While a number of sports teams have official EDI policies in place, many miss the mark. The NFL’s Rooney Rule, a policy that requires the inclusion of minority candidates whenever a head coaching position becomes available, has not actually resulted in the hiring of more diverse coaches. “At the end of the day, people prefer to hire people who look like them,” explains Pegoraro.
“The NFL may have predominately black athletes, but they have predominately white management, and it shows,” Pegoraro reflects. After lambasting former NFL player Colin Kaepernick for protesting racial injustice on the football field, owners of NFL teams like the Washington Redskins—now the Washington Football Team—were finally forced to change course in response to overwhelming public pressure, illustrating the pitfalls of failing to include diverse voices from the beginning.

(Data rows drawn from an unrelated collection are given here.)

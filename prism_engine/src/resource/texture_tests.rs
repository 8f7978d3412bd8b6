//! Unit tests for texture.rs

use super::*;
use crate::error::Error;
use crate::graphics_device::mock_graphics_device::MockGraphicsDevice;
use std::path::PathBuf;

fn temp_file(test: &str, ext: &str) -> PathBuf {
    let dir = std::env::temp_dir().join(format!("prism_textures_{}", std::process::id()));
    std::fs::create_dir_all(&dir).unwrap();
    dir.join(format!("{}.{}", test, ext))
}

fn write_png(path: &Path, width: u32, height: u32) {
    let img = image::RgbaImage::from_fn(width, height, |x, y| {
        image::Rgba([(x * 40) as u8, (y * 40) as u8, 128, 255])
    });
    img.save(path).unwrap();
}

// ============================================================================
// CREATE
// ============================================================================

#[test]
fn test_create_texture() {
    let mut device = MockGraphicsDevice::new();
    let mut textures = TextureManager::new();

    let tex = textures.create(&mut device, "white", 2, 2, &[255u8; 16]).unwrap();

    assert_eq!(tex.name(), "white");
    assert_eq!((tex.width(), tex.height()), (2, 2));
    assert_eq!(tex.handle().info().width, 2);
    assert_eq!(device.count("create_texture white"), 1);
    assert!(Rc::ptr_eq(&tex, &textures.find("white").unwrap()));
}

#[test]
fn test_create_rejects_wrong_data_size() {
    let mut device = MockGraphicsDevice::new();
    let mut textures = TextureManager::new();

    let result = textures.create(&mut device, "bad", 2, 2, &[0u8; 15]);
    assert!(matches!(result, Err(Error::InvalidResource(_))));
    assert!(textures.is_empty());
    assert_eq!(device.count("create_texture"), 0);
}

#[test]
fn test_create_rejects_zero_size() {
    let mut device = MockGraphicsDevice::new();
    let mut textures = TextureManager::new();
    assert!(textures.create(&mut device, "empty", 0, 4, &[]).is_err());
}

// ============================================================================
// LOAD
// ============================================================================

#[test]
fn test_load_png() {
    let path = temp_file("load_png", "png");
    write_png(&path, 4, 3);
    let mut device = MockGraphicsDevice::new();
    let mut textures = TextureManager::new();

    let tex = textures.load(&mut device, "checker", &path).unwrap();

    assert_eq!((tex.width(), tex.height()), (4, 3));
    assert_eq!(textures.names(), vec!["checker".to_string()]);
}

#[test]
fn test_load_is_find_or_create() {
    let path = temp_file("load_twice", "png");
    write_png(&path, 2, 2);
    let mut device = MockGraphicsDevice::new();
    let mut textures = TextureManager::new();

    let a = textures.load(&mut device, "tex", &path).unwrap();
    let b = textures.load(&mut device, "tex", "does/not/matter.png").unwrap();

    assert!(Rc::ptr_eq(&a, &b));
    assert_eq!(device.count("create_texture"), 1);
    assert_eq!(textures.len(), 1);
}

#[test]
fn test_load_missing_file_is_io_error() {
    let mut device = MockGraphicsDevice::new();
    let mut textures = TextureManager::new();

    let result = textures.load(&mut device, "ghost", temp_file("missing", "png"));
    assert!(matches!(result, Err(Error::Io(_))));
    assert!(textures.find("ghost").is_none());
}
/// Prism Engine - Singleton manager for engine-wide services
///
/// Holds the graphics device plugin registry and the logger in global,
/// lock-protected storage. Per-window state (device, render, units) lives in
/// `Anim`, which is owned by the window runner.

use std::sync::{OnceLock, RwLock};
use std::time::SystemTime;
use winit::window::Window;

use crate::error::{Result, Error};
use crate::graphics_device::{DeviceConfig, GraphicsDevice, GraphicsDevicePluginRegistry};
use crate::log::{Logger, LogEntry, LogSeverity, DefaultLogger};

// ===== INTERNAL STATE =====

/// Global engine state storage
static ENGINE_STATE: OnceLock<EngineState> = OnceLock::new();

/// Global logger (initialized with DefaultLogger)
static LOGGER: OnceLock<RwLock<LoggerState>> = OnceLock::new();

/// Internal state structure holding all engine singletons
struct EngineState {
    /// Registered graphics device backends
    plugins: RwLock<GraphicsDevicePluginRegistry>,
}

impl EngineState {
    fn new() -> Self {
        Self {
            plugins: RwLock::new(GraphicsDevicePluginRegistry::new()),
        }
    }
}

/// Current logger and its severity filter
struct LoggerState {
    logger: Box<dyn Logger>,
    min_severity: LogSeverity,
}

fn logger_state() -> &'static RwLock<LoggerState> {
    LOGGER.get_or_init(|| {
        RwLock::new(LoggerState {
            logger: Box::new(DefaultLogger),
            min_severity: LogSeverity::Trace,
        })
    })
}

// ===== PUBLIC API =====

/// Main engine singleton manager
///
/// # Example
///
/// ```no_run
/// use prism_engine::prism::Engine;
///
/// Engine::initialize()?;
/// // prism_engine_renderer_gl::register()?;
/// // prism_engine::prism::run(config, |anim| Ok(()))?;
/// Engine::shutdown();
/// # Ok::<(), prism_engine::prism::Error>(())
/// ```
pub struct Engine;

impl Engine {
    /// Helper to log errors before returning them (internal use)
    fn log_and_return_error(error: Error) -> Error {
        crate::engine_error!("prism::Engine", "{}", error);
        error
    }

    fn state() -> Result<&'static EngineState> {
        ENGINE_STATE.get().ok_or_else(|| {
            Self::log_and_return_error(Error::InitializationFailed(
                "Engine not initialized. Call Engine::initialize() first.".to_string(),
            ))
        })
    }

    /// Initialize the engine
    ///
    /// Idempotent. Must be called before registering plugins.
    pub fn initialize() -> Result<()> {
        ENGINE_STATE.get_or_init(EngineState::new);
        Ok(())
    }

    /// True once `initialize` has been called
    pub fn is_initialized() -> bool {
        ENGINE_STATE.get().is_some()
    }

    /// Shutdown the engine: forget every registered plugin
    pub fn shutdown() {
        if let Some(state) = ENGINE_STATE.get() {
            if let Ok(mut plugins) = state.plugins.write() {
                plugins.clear();
            }
        }
        crate::engine_info!("prism::Engine", "Engine shut down");
    }

    // ===== GRAPHICS DEVICE PLUGINS =====

    /// Register a graphics device backend under a name
    ///
    /// # Errors
    ///
    /// Returns an error if:
    /// - The engine is not initialized
    /// - A plugin with the same name already exists
    /// - The registry lock is poisoned
    pub fn register_graphics_device_plugin<F>(name: &str, factory: F) -> Result<()>
    where
        F: Fn(&Window, &DeviceConfig) -> Result<Box<dyn GraphicsDevice>> + Send + Sync + 'static,
    {
        let state = Self::state()?;
        let mut plugins = state.plugins.write()
            .map_err(|_| Self::log_and_return_error(
                Error::BackendError("Plugin registry lock poisoned".to_string())
            ))?;

        plugins.register_plugin(name, factory).map_err(Self::log_and_return_error)?;

        crate::engine_info!("prism::Engine", "Graphics device plugin '{}' registered", name);
        Ok(())
    }

    /// Remove a graphics device backend
    pub fn unregister_graphics_device_plugin(name: &str) -> Result<bool> {
        let state = Self::state()?;
        let mut plugins = state.plugins.write()
            .map_err(|_| Self::log_and_return_error(
                Error::BackendError("Plugin registry lock poisoned".to_string())
            ))?;
        Ok(plugins.unregister_plugin(name))
    }

    /// Create a graphics device for a window with a registered backend
    pub fn create_graphics_device(
        plugin_name: &str,
        window: &Window,
        config: &DeviceConfig,
    ) -> Result<Box<dyn GraphicsDevice>> {
        let state = Self::state()?;
        let plugins = state.plugins.read()
            .map_err(|_| Self::log_and_return_error(
                Error::BackendError("Plugin registry lock poisoned".to_string())
            ))?;

        let device = plugins
            .create_device(plugin_name, window, config)
            .map_err(Self::log_and_return_error)?;

        crate::engine_info!("prism::Engine", "Graphics device created with plugin '{}'", plugin_name);
        Ok(device)
    }

    /// Names of the registered graphics device backends, sorted
    pub fn graphics_device_plugin_names() -> Result<Vec<String>> {
        let state = Self::state()?;
        let plugins = state.plugins.read()
            .map_err(|_| Self::log_and_return_error(
                Error::BackendError("Plugin registry lock poisoned".to_string())
            ))?;
        Ok(plugins.plugin_names())
    }

    /// True if a backend with this name is registered
    pub fn has_graphics_device_plugin(name: &str) -> bool {
        ENGINE_STATE
            .get()
            .and_then(|state| state.plugins.read().ok().map(|p| p.contains(name)))
            .unwrap_or(false)
    }

    /// Reset all singletons for testing (only available in test builds)
    #[cfg(test)]
    pub fn reset_for_testing() {
        if let Some(state) = ENGINE_STATE.get() {
            if let Ok(mut plugins) = state.plugins.write() {
                plugins.clear();
            }
        }
        Self::reset_logger();
    }

    // ===== LOGGING API =====

    /// Replace the default logger with a custom implementation
    pub fn set_logger<L: Logger + 'static>(logger: L) {
        if let Ok(mut lock) = logger_state().write() {
            lock.logger = Box::new(logger);
        }
    }

    /// Reset logger to default (DefaultLogger, no filtering)
    pub fn reset_logger() {
        if let Ok(mut lock) = logger_state().write() {
            lock.logger = Box::new(DefaultLogger);
            lock.min_severity = LogSeverity::Trace;
        }
    }

    /// Drop entries below this severity before they reach the logger
    pub fn set_min_severity(severity: LogSeverity) {
        if let Ok(mut lock) = logger_state().write() {
            lock.min_severity = severity;
        }
    }

    /// Current severity filter
    pub fn min_severity() -> LogSeverity {
        logger_state()
            .read()
            .map(|lock| lock.min_severity)
            .unwrap_or(LogSeverity::Trace)
    }

    /// Internal logging method (for simple logs without file:line)
    ///
    /// Used by macros like engine_info!, engine_warn!, etc.
    pub fn log(severity: LogSeverity, source: &str, message: String) {
        Self::dispatch(severity, source, message, None, None);
    }

    /// Internal logging method with file:line information (for ERROR logs)
    pub fn log_detailed(
        severity: LogSeverity,
        source: &str,
        message: String,
        file: &'static str,
        line: u32,
    ) {
        Self::dispatch(severity, source, message, Some(file), Some(line));
    }

    fn dispatch(
        severity: LogSeverity,
        source: &str,
        message: String,
        file: Option<&'static str>,
        line: Option<u32>,
    ) {
        if let Ok(lock) = logger_state().read() {
            if severity < lock.min_severity {
                return;
            }
            lock.logger.log(&LogEntry {
                severity,
                timestamp: SystemTime::now(),
                source: source.to_string(),
                message,
                file,
                line,
            });
        }
    }
}

#[cfg(test)]
#[path = "engine_tests.rs"]
mod tests;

“Companies ignore diversity at their own existential peril,” affirms Mishra. “The world is changing so fast that you can only nimbly pivot when you hire people who understand and see things differently.” While NFL team owners were still criticizing Colin Kaepernick, athletic brands like Nike were making millions by embracing him.
In contrast to the NFL, brands like the NBA and WNBA can attribute their rise in popularity this year in part to the players who boycott games and the owners who donate to activist groups like Black Lives Matter. By prioritizing diversity in the front office, not just the basketball court, the NBA has created an environment of decision-makers who are more likely to reflect the values of a diverse consumer base. Consumers, in turn, reward them with engagement and ratings. In 2020, the WNBA’s average viewership rose 68 per cent compared to 2019, and the National Women’s Soccer League (NWSL) TV audience rose 500 per cent year-over-year.
From Mishra’s perspective, focusing on EDI in the workplace impacts the success of individual employees as much as the companies they serve. In his role as Director of the Judgments, Decisions & Health Lab at Lang, Mishra examines the links between an employee’s well-being and their perception of their position in the workplace. “If you’re uncomfortable with your place in the world, you’re not going to be happy or healthy,” he explains. “At the core of EDI initiatives should be a commitment to hearing and considering a wide diversity of views so that your people feel heard.”
Sports teams, like any other businesses, are not altruistic organizations, Pegoraro concludes. “We have to continue to present them with data that shows how advancing EDI efforts makes sense from a business standpoint,” she says. “When we do that, we have an opportunity to accelerate change.”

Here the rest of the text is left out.